LinkedIn is just Isabel Zimmerman. This is my GitHub. I love to talk about this stuff, so please find me online. It would be super great to get any feedback that people have.
Thank you very much, Isabel. That was awesome. So much appreciated the hands on session. So the little demo was key for me. Very useful.
Actually, there is a whole repository. If you're looking for other demos, let me share that with you guys. Here is a whole repository of demos if you want to look at different things you can do with endpoints. If you want to look at what happens if you break your model and it's at an API endpoint. What do you see? There are lots of different things. This is should be all R. There's even one about how to, like, run a Docker file locally and everything. So lots of places to explore.
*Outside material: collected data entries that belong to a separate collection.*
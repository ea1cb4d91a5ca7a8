use crate::dsl::{TaskDef, WorkflowDef};
use crate::error::SerializeError;
use crate::nodes::registry::VariantRegistry;
use crate::nodes::{Node, VariantTag};
use crate::tree::WorkflowTree;
use serde_json::Value;

/// Re-flattens a tree into the persisted definition.
pub struct Serializer<'a> {
    tree: &'a WorkflowTree,
    registry: &'a VariantRegistry,
}

impl<'a> Serializer<'a> {
    pub fn new(tree: &'a WorkflowTree) -> Self {
        Self {
            tree,
            registry: tree.registry(),
        }
    }

    pub fn serialize(&self) -> Result<WorkflowDef, SerializeError> {
        let mut tasks = Vec::with_capacity(self.tree.root().len());
        for node in self.tree.root() {
            // Start/End exist only at the top level and are never written.
            if node.tag().is_marker() {
                continue;
            }
            tasks.push(self.serialize_node(node)?);
        }
        Ok(WorkflowDef {
            name: self.tree.name().to_string(),
            version: self.tree.version(),
            tasks,
            extra: self.tree.meta().clone(),
        })
    }

    /// A nested body as the JSON list the engine expects inline.
    pub fn serialize_body(&self, nodes: &[Node]) -> Result<Value, SerializeError> {
        let mut tasks = Vec::with_capacity(nodes.len());
        for node in nodes {
            tasks.push(Value::from(self.serialize_node(node)?));
        }
        Ok(Value::Array(tasks))
    }

    fn serialize_node(&self, node: &Node) -> Result<TaskDef, SerializeError> {
        let tag = node.tag();
        if matches!(tag, VariantTag::ForkJoin | VariantTag::Join) && !self.is_paired(node) {
            return Err(SerializeError::Unpaired(node.id().to_string()));
        }
        let fields = self.registry.variant_for(node).to_raw(node, self)?;
        Ok(TaskDef {
            task_reference_name: node.id().to_string(),
            task_type: node.task_type().map(str::to_string),
            fields,
        })
    }

    fn is_paired(&self, node: &Node) -> bool {
        node.partner()
            .and_then(|partner| self.tree.node(partner))
            .is_some_and(|other| other.partner() == Some(node.id()))
    }
}
use crate::compiler::core::TreeBuilder;
use crate::compiler::serializer::Serializer;
use crate::dsl::RawFields;
use crate::error::SerializeError;
use crate::nodes::registry::Variant;
use crate::nodes::{Node, NodeKind, VariantTag};

pub struct SimpleVariant;

impl Variant for SimpleVariant {
    fn tag(&self) -> VariantTag {
        VariantTag::Simple
    }

    fn build(&self, _id: &str, _raw: &mut RawFields, _builder: &mut TreeBuilder<'_>) -> NodeKind {
        NodeKind::Simple
    }
}

pub struct HumanVariant;

impl Variant for HumanVariant {
    fn tag(&self) -> VariantTag {
        VariantTag::Human
    }

    fn build(&self, _id: &str, _raw: &mut RawFields, _builder: &mut TreeBuilder<'_>) -> NodeKind {
        NodeKind::Human
    }
}

/// Start / End. Created by the builder, never persisted.
pub struct MarkerVariant(pub VariantTag);

impl Variant for MarkerVariant {
    fn tag(&self) -> VariantTag {
        self.0
    }

    fn build(&self, _id: &str, _raw: &mut RawFields, _builder: &mut TreeBuilder<'_>) -> NodeKind {
        match self.0 {
            VariantTag::EndMarker => NodeKind::EndMarker,
            _ => NodeKind::StartMarker,
        }
    }

    fn to_raw(&self, node: &Node, _serializer: &Serializer<'_>) -> Result<RawFields, SerializeError> {
        Err(SerializeError::SyntheticNode(node.id.clone()))
    }
}
use crate::compiler::core::TreeBuilder;
use crate::compiler::serializer::Serializer;
use crate::dsl::{self, RawFields};
use crate::error::SerializeError;
use crate::nodes::common::{HumanVariant, MarkerVariant, SimpleVariant};
use crate::nodes::flow::{DecisionVariant, DoWhileVariant, ForkJoinVariant, JoinVariant};
use crate::nodes::subworkflow::SubWorkflowVariant;
use crate::nodes::{Node, NodeKind, VariantTag};
use crate::tree::IdIndex;
use std::collections::HashMap;
use std::sync::Arc;

/// Engine task types without nested structure; they render as plain steps.
const SYSTEM_TASKS: &[&str] = &[
    "HTTP",
    "INLINE",
    "LAMBDA",
    "WAIT",
    "TERMINATE",
    "EVENT",
    "SET_VARIABLE",
    "JSON_JQ_TRANSFORM",
    "KAFKA_PUBLISH",
    "NOOP",
];

/// Outcome of a node's `check` hook.
#[derive(Debug)]
pub enum Verdict {
    Keep,
    /// Detach the node and everything it owns.
    Remove,
    /// Keep the node and place the given node right after it.
    FollowWith(Node),
}

/// Behaviour of one node variant.
///
/// The tree builder, serializer and consistency pass only ever talk to nodes
/// through this trait, so adding a variant means registering a new
/// implementation rather than editing their dispatch.
pub trait Variant: Send + Sync {
    fn tag(&self) -> VariantTag;

    /// Takes the structural fields this variant owns out of `raw` and returns
    /// the node's shape. Whatever is left in `raw` is kept verbatim.
    fn build(&self, id: &str, raw: &mut RawFields, builder: &mut TreeBuilder<'_>) -> NodeKind;

    /// Inverse of `build`: the full field map of the persisted entry.
    fn to_raw(&self, node: &Node, _serializer: &Serializer<'_>) -> Result<RawFields, SerializeError> {
        Ok(node.raw.clone())
    }

    fn check(&self, _node: &mut Node, _index: &IdIndex) -> Verdict {
        Verdict::Keep
    }

    fn renderable(&self) -> bool {
        true
    }
}

pub struct VariantRegistry {
    by_type: HashMap<String, Arc<dyn Variant>>,
    by_tag: HashMap<VariantTag, Arc<dyn Variant>>,
    fallback: Arc<dyn Variant>,
}

impl VariantRegistry {
    /// A registry that only knows the synthetic markers; every task type
    /// falls back to Simple.
    pub fn new() -> Self {
        let fallback: Arc<dyn Variant> = Arc::new(SimpleVariant);
        let mut by_tag: HashMap<VariantTag, Arc<dyn Variant>> = HashMap::new();
        by_tag.insert(VariantTag::Simple, fallback.clone());
        by_tag.insert(VariantTag::StartMarker, Arc::new(MarkerVariant(VariantTag::StartMarker)));
        by_tag.insert(VariantTag::EndMarker, Arc::new(MarkerVariant(VariantTag::EndMarker)));
        Self {
            by_type: HashMap::new(),
            by_tag,
            fallback,
        }
    }

    pub fn standard() -> Self {
        let mut registry = Self::new();
        registry.register(dsl::SIMPLE, Arc::new(SimpleVariant));
        registry.register(dsl::HUMAN, Arc::new(HumanVariant));
        registry.register(dsl::FORK_JOIN, Arc::new(ForkJoinVariant));
        registry.register(dsl::JOIN, Arc::new(JoinVariant));
        registry.register(dsl::DO_WHILE, Arc::new(DoWhileVariant));
        registry.register(dsl::DECISION, Arc::new(DecisionVariant));
        registry.register(dsl::SWITCH, Arc::new(DecisionVariant));
        registry.register(dsl::SUB_WORKFLOW, Arc::new(SubWorkflowVariant));
        for task_type in SYSTEM_TASKS {
            registry.register(task_type, Arc::new(SimpleVariant));
        }
        registry
    }

    pub fn register(&mut self, task_type: &str, variant: Arc<dyn Variant>) {
        self.by_tag.entry(variant.tag()).or_insert_with(|| variant.clone());
        self.by_type.insert(task_type.to_string(), variant);
    }

    pub fn resolve(&self, task_type: &str) -> Option<&Arc<dyn Variant>> {
        self.by_type.get(task_type)
    }

    pub fn fallback(&self) -> &Arc<dyn Variant> {
        &self.fallback
    }

    /// The default hooks for a tag, used when a node's own type is not
    /// registered (synthesized nodes, unknown types).
    pub fn variant(&self, tag: VariantTag) -> &dyn Variant {
        self.by_tag.get(&tag).unwrap_or(&self.fallback).as_ref()
    }

    /// The hooks for an existing node: the variant registered for its type,
    /// as long as that variant could have built it.
    pub fn variant_for(&self, node: &Node) -> &dyn Variant {
        match node
            .task_type()
            .and_then(|task_type| self.resolve(task_type))
            .filter(|variant| variant.tag() == node.tag())
        {
            Some(variant) => variant.as_ref(),
            None => self.variant(node.tag()),
        }
    }

    pub fn is_renderable(&self, node: &Node) -> bool {
        self.variant_for(node).renderable()
    }
}

impl Default for VariantRegistry {
    fn default() -> Self {
        Self::standard()
    }
}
How to learn how to build an API with Plumber. I think the Plumber documentation is pretty superb. I would recommend going there. If you go through that demo, you actually have already built an API with Plumber. So, I think it's especially thinking about what do you need an API endpoint? I think it's trying it out. It's learning it. The vetiver documentation or the Plumber documentation are really good places to go. I also think that sounds super scary, but you realize it's not as scary as you think. And there's a lot of great demos and examples out there. Even on those different documentation sites that I would run through.
And then just learn and let your creativity go wild. Like, what if I added another endpoint here? Oh, I wish I knew how to get this prediction and then add 5 if you want to scale your YouTube likes, you're like, oh, what if I wanted to make all these predictions wrong? So messing around and just playing around with it.
Thank you very much. You're very welcome. Thank you all for joining me this morning, afternoon, evening.